▼▼▼

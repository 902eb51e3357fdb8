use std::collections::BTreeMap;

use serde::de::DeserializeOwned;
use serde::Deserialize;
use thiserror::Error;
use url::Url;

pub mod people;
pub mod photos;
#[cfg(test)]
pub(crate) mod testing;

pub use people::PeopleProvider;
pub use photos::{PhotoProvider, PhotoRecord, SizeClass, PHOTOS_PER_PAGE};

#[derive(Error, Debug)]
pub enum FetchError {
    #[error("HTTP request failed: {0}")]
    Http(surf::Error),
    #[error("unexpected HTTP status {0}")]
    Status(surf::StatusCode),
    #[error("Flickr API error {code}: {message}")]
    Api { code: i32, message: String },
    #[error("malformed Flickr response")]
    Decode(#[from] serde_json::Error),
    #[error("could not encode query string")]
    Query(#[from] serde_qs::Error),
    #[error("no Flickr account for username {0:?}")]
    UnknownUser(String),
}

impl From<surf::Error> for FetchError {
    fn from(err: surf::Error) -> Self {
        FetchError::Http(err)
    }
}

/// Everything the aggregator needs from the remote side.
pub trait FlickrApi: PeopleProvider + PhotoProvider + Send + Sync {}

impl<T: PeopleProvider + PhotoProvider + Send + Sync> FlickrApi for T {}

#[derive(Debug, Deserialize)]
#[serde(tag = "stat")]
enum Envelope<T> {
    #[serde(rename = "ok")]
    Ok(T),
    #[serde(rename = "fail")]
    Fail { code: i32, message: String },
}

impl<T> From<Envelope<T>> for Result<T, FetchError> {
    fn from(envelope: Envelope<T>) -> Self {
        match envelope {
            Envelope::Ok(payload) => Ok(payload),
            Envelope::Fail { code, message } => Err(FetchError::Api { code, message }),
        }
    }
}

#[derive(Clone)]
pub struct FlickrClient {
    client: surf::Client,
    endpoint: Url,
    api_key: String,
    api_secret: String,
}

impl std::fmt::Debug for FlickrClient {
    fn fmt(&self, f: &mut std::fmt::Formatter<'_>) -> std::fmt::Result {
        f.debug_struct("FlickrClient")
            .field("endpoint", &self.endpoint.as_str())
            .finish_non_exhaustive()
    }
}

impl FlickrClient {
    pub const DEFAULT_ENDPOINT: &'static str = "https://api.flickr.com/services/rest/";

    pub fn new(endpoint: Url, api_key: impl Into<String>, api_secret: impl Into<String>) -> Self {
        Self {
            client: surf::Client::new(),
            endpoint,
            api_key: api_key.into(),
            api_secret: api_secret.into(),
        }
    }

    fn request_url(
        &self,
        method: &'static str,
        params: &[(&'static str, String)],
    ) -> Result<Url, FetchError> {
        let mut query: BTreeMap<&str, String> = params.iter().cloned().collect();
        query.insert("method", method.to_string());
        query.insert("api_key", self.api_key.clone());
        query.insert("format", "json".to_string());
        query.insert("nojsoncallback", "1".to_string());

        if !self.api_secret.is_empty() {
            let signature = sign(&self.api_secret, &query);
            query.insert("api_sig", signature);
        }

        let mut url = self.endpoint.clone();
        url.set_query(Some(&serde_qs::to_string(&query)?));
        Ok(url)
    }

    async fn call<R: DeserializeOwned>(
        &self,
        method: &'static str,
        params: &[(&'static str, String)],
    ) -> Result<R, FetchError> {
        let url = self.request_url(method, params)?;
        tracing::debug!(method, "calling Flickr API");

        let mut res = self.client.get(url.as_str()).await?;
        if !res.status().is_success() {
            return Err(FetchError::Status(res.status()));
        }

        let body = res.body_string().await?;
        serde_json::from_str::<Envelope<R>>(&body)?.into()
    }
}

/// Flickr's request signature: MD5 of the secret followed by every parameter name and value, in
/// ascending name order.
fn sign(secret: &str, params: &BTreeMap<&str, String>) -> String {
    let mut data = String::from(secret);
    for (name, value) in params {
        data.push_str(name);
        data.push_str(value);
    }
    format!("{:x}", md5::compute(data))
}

▲▲▲

Assignment :: In the entries above, please find the line with "not encode query" and the line with "fn from(err: surf::Error)", then write out exactly those two lines and every line between them, and nothing more.

Solution to this problem ::
    #[error("could not encode query string")]
    Query(#[from] serde_qs::Error),
    #[error("no Flickr account for username {0:?}")]
    UnknownUser(String),
}

impl From<surf::Error> for FetchError {
    fn from(err: surf::Error) -> Self {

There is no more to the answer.